### TASK PROMPT
From the first line of the data below, copy each line up to the one containing "pub const DEFAULT_OUTPUT_URL_EXPIRY_SECS: u64", and include that line too.

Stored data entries
=== Section Start ===
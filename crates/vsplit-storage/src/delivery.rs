//! Time-limited output delivery URLs.
//!
//! The broker hands out presigned URLs directly against the blob store;
//! output bytes never transit the API process.

use std::time::Duration;

use serde::Serialize;

use crate::client::BlobStore;
use crate::error::StorageResult;

/// Default expiry for output download URLs (1 hour).
pub const DEFAULT_OUTPUT_URL_EXPIRY_SECS: u64 = 3600;

/// Maximum allowed expiry (7 days) to prevent long-lived URL leakage.
pub const MAX_EXPIRY_SECS: u64 = 604800;

/// Delivery configuration.
#[derive(Debug, Clone)]
pub struct DeliveryConfig {
    /// Expiry applied to issued URLs.
    pub url_expiry: Duration,
}

impl Default for DeliveryConfig {
    fn default() -> Self {
        Self {
            url_expiry: Duration::from_secs(DEFAULT_OUTPUT_URL_EXPIRY_SECS),
        }
    }
}

impl DeliveryConfig {
    /// Create config from environment variables, clamping the expiry.
    pub fn from_env() -> Self {
        Self {
            url_expiry: Duration::from_secs(
                std::env::var("OUTPUT_URL_EXPIRY_SECS")
                    .ok()
                    .and_then(|s| s.parse().ok())
                    .unwrap_or(DEFAULT_OUTPUT_URL_EXPIRY_SECS)
                    .min(MAX_EXPIRY_SECS),
            ),
        }
    }

    /// Issue a signed retrieval URL for an output object.
    pub async fn issue_url(
        &self,
        storage: &BlobStore,
        key: &str,
        size: u64,
    ) -> StorageResult<OutputUrl> {
        let url = storage.presign_get(key, self.url_expiry).await?;
        Ok(OutputUrl {
            download_url: url,
            expires_in: self.url_expiry.as_secs(),
            size,
        })
    }
}

/// A signed, time-limited retrieval URL with metadata.
#[derive(Debug, Clone, Serialize)]
pub struct OutputUrl {
    /// Presigned URL against the blob store
    pub download_url: String,
    /// Seconds until the URL expires
    pub expires_in: u64,
    /// Object size in bytes
    pub size: u64,
}

#[cfg(test)]
mod tests {
    use super::*;

    #[test]
    fn default_expiry_is_one_hour() {
        let config = DeliveryConfig::default();
        assert_eq!(config.url_expiry, Duration::from_secs(3600));
    }
}
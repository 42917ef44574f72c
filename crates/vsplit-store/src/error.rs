//! Status store error types.

use thiserror::Error;

pub type StoreResult<T> = Result<T, StoreError>;

#[derive(Debug, Error)]
pub enum StoreError {
    #[error("Job already exists: {0}")]
    AlreadyExists(String),

    #[error("Job not found: {0}")]
    NotFound(String),

    #[error("Redis error: {0}")]
    Redis(#[from] redis::RedisError),

    #[error("JSON error: {0}")]
    Json(#[from] serde_json::Error),
}

impl StoreError {
    pub fn already_exists(job_id: impl Into<String>) -> Self {
        Self::AlreadyExists(job_id.into())
    }

    pub fn not_found(job_id: impl Into<String>) -> Self {
        Self::NotFound(job_id.into())
    }

    /// True when the record simply does not exist.
    pub fn is_not_found(&self) -> bool {
        matches!(self, StoreError::NotFound(_))
    }
}
//! Worker error types and transient/permanent classification.

use thiserror::Error;

use vsplit_media::MediaError;
use vsplit_models::{JobError, ERROR_INVALID_PLAN, ERROR_SOURCE_UNREADABLE, ERROR_UNSUPPORTED_MEDIA};

pub type WorkerResult<T> = Result<T, WorkerError>;

#[derive(Debug, Error)]
pub enum WorkerError {
    #[error("Media error: {0}")]
    Media(#[from] MediaError),

    #[error("Storage error: {0}")]
    Storage(#[from] vsplit_storage::StorageError),

    #[error("Store error: {0}")]
    Store(#[from] vsplit_store::StoreError),

    #[error("Queue error: {0}")]
    Queue(#[from] vsplit_queue::QueueError),

    #[error("IO error: {0}")]
    Io(#[from] std::io::Error),

    #[error("Processing deadline of {0}s exceeded")]
    DeadlineExceeded(u64),
}

/// How a processing failure should be handled.
#[derive(Debug)]
pub enum ErrorClass {
    /// Leave the work item unacked so the queue redelivers it.
    Transient,
    /// Ack immediately and fail the job; retrying cannot help.
    Permanent(JobError),
}

impl WorkerError {
    /// Classify this error per the retry policy.
    ///
    /// Permanent: the source itself is unusable (missing, corrupt,
    /// unsupported) or the plan cannot be satisfied. Everything else --
    /// blob store I/O, store/queue hiccups, timeouts -- is worth a
    /// redelivery.
    pub fn classify(&self) -> ErrorClass {
        match self {
            WorkerError::Media(e) => classify_media(e),
            WorkerError::Storage(e) if e.is_not_found() => ErrorClass::Permanent(JobError::new(
                ERROR_SOURCE_UNREADABLE,
                e.to_string(),
            )),
            _ => ErrorClass::Transient,
        }
    }
}

fn classify_media(e: &MediaError) -> ErrorClass {
    match e {
        MediaError::InvalidPlan(msg) => {
            ErrorClass::Permanent(JobError::new(ERROR_INVALID_PLAN, msg.clone()))
        }
        MediaError::InvalidVideo(msg) => {
            ErrorClass::Permanent(JobError::new(ERROR_UNSUPPORTED_MEDIA, msg.clone()))
        }
        // a downloaded source ffprobe cannot read is corrupt, not flaky
        MediaError::FfprobeFailed { message, .. } => {
            ErrorClass::Permanent(JobError::new(ERROR_UNSUPPORTED_MEDIA, message.clone()))
        }
        MediaError::FfmpegFailed { stderr, .. } if stderr_is_permanent(stderr.as_deref()) => {
            ErrorClass::Permanent(JobError::new(
                ERROR_UNSUPPORTED_MEDIA,
                stderr.clone().unwrap_or_default(),
            ))
        }
        _ => ErrorClass::Transient,
    }
}

/// FFmpeg stderr patterns that indicate an unusable source rather than a
/// flaky environment.
fn stderr_is_permanent(stderr: Option<&str>) -> bool {
    let Some(stderr) = stderr else {
        return false;
    };
    let msg = stderr.to_lowercase();

    [
        "invalid data found when processing input",
        "moov atom not found",
        "could not find codec",
        "decoder not found",
        "unsupported codec",
        "unknown format",
        "end of file",
    ]
    .iter()
    .any(|p| msg.contains(p))
}

#[cfg(test)]
mod tests {
    use super::*;

    #[test]
    fn invalid_plan_is_permanent() {
        let err = WorkerError::Media(MediaError::invalid_plan("inverted range"));
        match err.classify() {
            ErrorClass::Permanent(e) => assert_eq!(e.code, ERROR_INVALID_PLAN),
            other => panic!("expected permanent, got {other:?}"),
        }
    }

    #[test]
    fn missing_source_is_permanent() {
        let err = WorkerError::Storage(vsplit_storage::StorageError::not_found("sources/x.mkv"));
        match err.classify() {
            ErrorClass::Permanent(e) => assert_eq!(e.code, ERROR_SOURCE_UNREADABLE),
            other => panic!("expected permanent, got {other:?}"),
        }
    }

    #[test]
    fn corrupt_source_stderr_is_permanent() {
        let err = WorkerError::Media(MediaError::ffmpeg_failed(
            "FFmpeg exited with non-zero status",
            Some("in.mkv: Invalid data found when processing input".to_string()),
            Some(1),
        ));
        match err.classify() {
            ErrorClass::Permanent(e) => assert_eq!(e.code, ERROR_UNSUPPORTED_MEDIA),
            other => panic!("expected permanent, got {other:?}"),
        }
    }

    #[test]
    fn io_and_timeouts_are_transient() {
        let err = WorkerError::Media(MediaError::Timeout(600));
        assert!(matches!(err.classify(), ErrorClass::Transient));

        let err = WorkerError::DeadlineExceeded(1500);
        assert!(matches!(err.classify(), ErrorClass::Transient));

        let err = WorkerError::Storage(vsplit_storage::StorageError::upload_failed("503"));
        assert!(matches!(err.classify(), ErrorClass::Transient));

        let err = WorkerError::Media(MediaError::ffmpeg_failed(
            "FFmpeg exited with non-zero status",
            Some("Connection reset by peer".to_string()),
            Some(1),
        ));
        assert!(matches!(err.classify(), ErrorClass::Transient));
    }
}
=== Section End ===
### REPLY TO THE TASK
filename crates/vsplit-storage/src/delivery.rs
//! Time-limited output delivery URLs.
//!
//! The broker hands out presigned URLs directly against the blob store;
//! output bytes never transit the API process.

use std::time::Duration;

use serde::Serialize;

use crate::client::BlobStore;
use crate::error::StorageResult;

/// Default expiry for output download URLs (1 hour).
pub const DEFAULT_OUTPUT_URL_EXPIRY_SECS: u64 = 3600;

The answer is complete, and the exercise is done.